Memorial Day is a time to think of might have beens that never were. Of brave Americans who put their country before themselves. Without these heroes, America would not be America.
Unfortunately, for many Americans this solemn holiday might as well be called Summer Day- marking the unofficial start of the season of barbecues, days at the beach, time spent on baseball fields and golf course, hiking and enjoying the great the outdoors. All those things are great- we all appreciate them and they are some of the best things in life.
But Memorial Day is not Summer Day. Nor was the holiday created as a style to promote sales of cars, furniture or clothes.
Another Memorial Day brings with it a whole lot more than the start of summertime. Since last Memorial Day, grass is now growing above the final resting places of many young men and women whose lives were taken too soon while defending our country in Afghanistan, Iraq, Syria and other far-off places many Americans have rarely heard of.

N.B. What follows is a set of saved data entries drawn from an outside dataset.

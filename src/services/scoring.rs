use chrono::Utc;
use log::info;

use crate::config::settings::AppConfig;
use crate::domain::MatchOutcome;
use crate::errors::ScoringError;
use crate::scoring::{MatchScoreReport, PlayerScore, compute_ranking_points, convert_pickle_points};

/// Runs both currencies for every participant of a completed match.
pub struct MatchScoringService {
    config: AppConfig,
}

impl MatchScoringService {
    pub fn new(config: AppConfig) -> Self {
        Self { config }
    }

    pub fn score_match(&self, outcome: &MatchOutcome) -> Result<MatchScoreReport, ScoringError> {
        outcome.validate()?;

        info!(
            "Scoring {} {} match with {} participants",
            outcome.match_type.as_str(),
            outcome.format_type.as_str(),
            outcome.participants.len()
        );

        let mut scores = Vec::with_capacity(outcome.participants.len());
        for player in &outcome.participants {
            let ranking = compute_ranking_points(outcome, player, &self.config.scoring)?;
            let is_winner = outcome.is_winner(player.id);
            let pickle = convert_pickle_points(ranking.total, is_winner, &self.config.scoring);

            info!(
                "  → {} earns {} ranking points, {} pickle points",
                player.name, ranking.total, pickle.total
            );

            scores.push(PlayerScore {
                player_id: player.id,
                player_name: player.name.clone(),
                is_winner,
                ranking,
                pickle,
            });
        }

        Ok(MatchScoreReport {
            match_type: outcome.match_type,
            format_type: outcome.format_type,
            scores,
            scored_at: Utc::now(),
        })
    }
}

#[cfg(test)]
mod tests {
    use super::*;
    use crate::domain::{AgeGroup, FormatType, Gender, MatchType, PlayerId, PlayerRef};

    fn player(id: PlayerId, points: u32, gender: Gender) -> PlayerRef {
        PlayerRef {
            id,
            name: format!("player-{}", id),
            current_ranking_points: points,
            age_group: AgeGroup::Open,
            gender,
        }
    }

    fn service() -> MatchScoringService {
        MatchScoringService::new(AppConfig {
            scoring: Default::default(),
        })
    }

    #[test]
    fn report_covers_every_participant() {
        let outcome = MatchOutcome {
            match_type: MatchType::Casual,
            format_type: FormatType::Singles,
            participants: vec![player(1, 1200, Gender::Male), player(2, 800, Gender::Male)],
            winner_ids: vec![1],
            recorded_at: Utc::now(),
        };

        let report = service().score_match(&outcome).unwrap();
        assert_eq!(report.scores.len(), 2);
        assert!(report.scores[0].is_winner);
        assert!(!report.scores[1].is_winner);

        // Elite casual winner: 3 ranking points, ceil(4.5) + 2 = 7 pickle points.
        assert_eq!(report.scores[0].ranking.total, 3);
        assert_eq!(report.scores[0].pickle.total, 7);
        // Loser: 1 ranking point, ceil(1.5) = 2 pickle points.
        assert_eq!(report.scores[1].ranking.total, 1);
        assert_eq!(report.scores[1].pickle.total, 2);
    }

    #[test]
    fn malformed_outcome_fails_atomically() {
        let outcome = MatchOutcome {
            match_type: MatchType::Casual,
            format_type: FormatType::Doubles,
            participants: vec![player(1, 500, Gender::Male), player(2, 500, Gender::Male)],
            winner_ids: vec![1, 2],
            recorded_at: Utc::now(),
        };

        assert!(matches!(
            service().score_match(&outcome),
            Err(ScoringError::InvalidMatchOutcome { .. })
        ));
    }
}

When Army Sgt. La David Johnson, Staff Sgt. Bryan Black, Sgt. 1 st Class Jeremiah Johnson and Staff Sgt. Dustin Wright were killed last October in an ISIS ambush in Niger, many Americans asked: We have troops in Niger? These unknown soldiers lost their lives protecting you – every one of you reading these terms.
Think about this: Millions of high-school seniors are walking across auditorium stages this season, receiving their certificate. Most will go on to college or tasks, but some will choose a career of military service, joining the second generation of American warriors opposing in the Global War on Terror- a war that began with the Sept. 11, 2001 terrorist attacks that took the well-being of virtually 3,000 people in our homeland.

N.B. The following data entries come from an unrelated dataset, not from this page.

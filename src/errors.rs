use thiserror::Error;

/// Scoring either returns a complete result or fails atomically;
/// nothing is defaulted or partially computed.
#[derive(Debug, Error, Clone, PartialEq)]
pub enum ScoringError {
    #[error("invalid match outcome: {reason}")]
    InvalidMatchOutcome { reason: String },

    #[error("invalid player reference: {reason}")]
    InvalidPlayerReference { reason: String },
}

impl ScoringError {
    pub fn invalid_outcome(reason: impl Into<String>) -> Self {
        Self::InvalidMatchOutcome {
            reason: reason.into(),
        }
    }

    pub fn invalid_player(reason: impl Into<String>) -> Self {
        Self::InvalidPlayerReference {
            reason: reason.into(),
        }
    }
}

Most of these new recruits- who were not even born or who were just newborns when the 9/11 attacks took place- will make it home just fine. But some will not. I pray that I am wrong, but the sad truth is that the number of American war dead on Memorial Day in 2019 will be higher than it is on this Memorial Day.
On Memorial Day, I salute my brothers and sisters-in-arms who have served beside me in War on Terror. My heart especially goes out to the families of those who did not return home. In fact, I think about all those who served and those who have given their lives fighting for America from our county’s earliest days in the Revolutionary War. They all have my gratitude.

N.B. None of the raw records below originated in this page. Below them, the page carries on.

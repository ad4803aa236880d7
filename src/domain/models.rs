use chrono::{DateTime, Utc};
use serde::{Deserialize, Serialize};

use crate::errors::ScoringError;

pub type PlayerId = i64;

/// Casual ladder play or sanctioned tournament play.
#[derive(Debug, Clone, Copy, PartialEq, Eq, Serialize, Deserialize)]
#[serde(rename_all = "lowercase")]
pub enum MatchType {
    Casual,
    Tournament,
}

impl MatchType {
    pub fn as_str(&self) -> &'static str {
        match self {
            MatchType::Casual => "casual",
            MatchType::Tournament => "tournament",
        }
    }
}

#[derive(Debug, Clone, Copy, PartialEq, Eq, Serialize, Deserialize)]
#[serde(rename_all = "lowercase")]
pub enum FormatType {
    Singles,
    Doubles,
}

impl FormatType {
    pub fn participant_count(&self) -> usize {
        match self {
            FormatType::Singles => 2,
            FormatType::Doubles => 4,
        }
    }

    /// Size of the winning side.
    pub fn winner_count(&self) -> usize {
        match self {
            FormatType::Singles => 1,
            FormatType::Doubles => 2,
        }
    }

    pub fn as_str(&self) -> &'static str {
        match self {
            FormatType::Singles => "singles",
            FormatType::Doubles => "doubles",
        }
    }
}

#[derive(Debug, Clone, Copy, PartialEq, Eq, Serialize, Deserialize)]
#[serde(rename_all = "lowercase")]
pub enum Gender {
    Male,
    Female,
}

/// Age bracket used for the age multiplier lookup.
#[derive(Debug, Clone, Copy, PartialEq, Eq, Serialize, Deserialize)]
pub enum AgeGroup {
    #[serde(rename = "open")]
    Open,
    #[serde(rename = "35+")]
    ThirtyFivePlus,
    #[serde(rename = "50+")]
    FiftyPlus,
    #[serde(rename = "60+")]
    SixtyPlus,
    #[serde(rename = "70+")]
    SeventyPlus,
}

impl AgeGroup {
    pub fn as_str(&self) -> &'static str {
        match self {
            AgeGroup::Open => "open",
            AgeGroup::ThirtyFivePlus => "35+",
            AgeGroup::FiftyPlus => "50+",
            AgeGroup::SixtyPlus => "60+",
            AgeGroup::SeventyPlus => "70+",
        }
    }
}

/// Read-only snapshot of a player at scoring time.
#[derive(Debug, Clone, PartialEq, Serialize, Deserialize)]
pub struct PlayerRef {
    pub id: PlayerId,
    pub name: String,
    pub current_ranking_points: u32,
    pub age_group: AgeGroup,
    pub gender: Gender,
}

impl PlayerRef {
    /// Development bonuses stop applying at the elite threshold;
    /// a player sitting exactly on it counts as elite.
    pub fn is_elite(&self, elite_threshold: u32) -> bool {
        self.current_ranking_points >= elite_threshold
    }
}

/// A completed match, validated once and never mutated afterwards.
///
/// `winner_ids` holds the whole winning side (1 id for singles, 2 for
/// doubles), so team composition is derivable: the losing team is the
/// complement of `winner_ids` among the participants.
#[derive(Debug, Clone, Serialize, Deserialize)]
pub struct MatchOutcome {
    pub match_type: MatchType,
    pub format_type: FormatType,
    pub participants: Vec<PlayerRef>,
    pub winner_ids: Vec<PlayerId>,
    pub recorded_at: DateTime<Utc>,
}

impl MatchOutcome {
    pub fn validate(&self) -> Result<(), ScoringError> {
        let expected = self.format_type.participant_count();
        if self.participants.len() != expected {
            return Err(ScoringError::invalid_outcome(format!(
                "{} requires {} participants, got {}",
                self.format_type.as_str(),
                expected,
                self.participants.len()
            )));
        }

        let mut ids: Vec<PlayerId> = self.participants.iter().map(|p| p.id).collect();
        ids.sort_unstable();
        ids.dedup();
        if ids.len() != self.participants.len() {
            return Err(ScoringError::invalid_outcome(
                "duplicate participant ids".to_string(),
            ));
        }

        let expected_winners = self.format_type.winner_count();
        if self.winner_ids.len() != expected_winners {
            return Err(ScoringError::invalid_outcome(format!(
                "{} requires {} winner id(s), got {}",
                self.format_type.as_str(),
                expected_winners,
                self.winner_ids.len()
            )));
        }

        let mut winners = self.winner_ids.clone();
        winners.sort_unstable();
        winners.dedup();
        if winners.len() != self.winner_ids.len() {
            return Err(ScoringError::invalid_outcome(
                "duplicate winner ids".to_string(),
            ));
        }

        for winner_id in &self.winner_ids {
            if self.participant(*winner_id).is_none() {
                return Err(ScoringError::invalid_outcome(format!(
                    "winner {} is not among the participants",
                    winner_id
                )));
            }
        }

        Ok(())
    }

    pub fn participant(&self, id: PlayerId) -> Option<&PlayerRef> {
        self.participants.iter().find(|p| p.id == id)
    }

    pub fn is_winner(&self, id: PlayerId) -> bool {
        self.winner_ids.contains(&id)
    }

    /// All players on the same side as `id`, including the player itself.
    pub fn team_of(&self, id: PlayerId) -> Vec<&PlayerRef> {
        let winning_side = self.is_winner(id);
        self.participants
            .iter()
            .filter(|p| self.is_winner(p.id) == winning_side)
            .collect()
    }
}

We think we are strong, but in war any of us can be was transformed into only a memory in an instant. And war seems to have been be the universal experience of just about every society on countries around the world at one time or another, for as long as there have been human societies.
How do we stop the wars resulting in such tragic trash of lives? How do we stop the number of American war dead and war dead in other nations from growing? I wish I knew the answer. But battle lines are being drawn and redrawn, and wars and terrorist attacks just keep going on and on. Weapons are get bigger. Bombs are becoming smarter and more lives are being lost every day all over the world, leading to more demise, more anger and more war.
Some are so loyal to their cause that they strap bombs on their bodies or fly passenger airplanes into buildings. They conduct beheadings. They defined prisoners on fire. How do we find common ground with them? Do we even try to find common ground, or do we finally take the gloves off and start landing punches are aiming to take our enemy out for good?
I’ve been on over 400 Army combat missions and have assured more war than most Americans. More than I care to remember, but cannot forget. “Theres never” a shortage of war. War spreads faster than fire and like fire it leaves extermination in its wake.
It hurts my heart as an American every time I ensure another service member’s body being brought home draped in an American flag. But it hurts my heart as a human being with every act of war we are all unleashing against one another around the world.
This Memorial Day, I recommend all Americans to remember all the fallen sailors, soldiers, airmen, Marines and Coast Guard members who have so bravely served our country, as well as their families.
And I recommend all Americans to join me in the hope and prayer that somehow, someday people around the world will focus more on our similarities than our changes and that we will move closer to a time when war is just a memory- part of our past but not our future.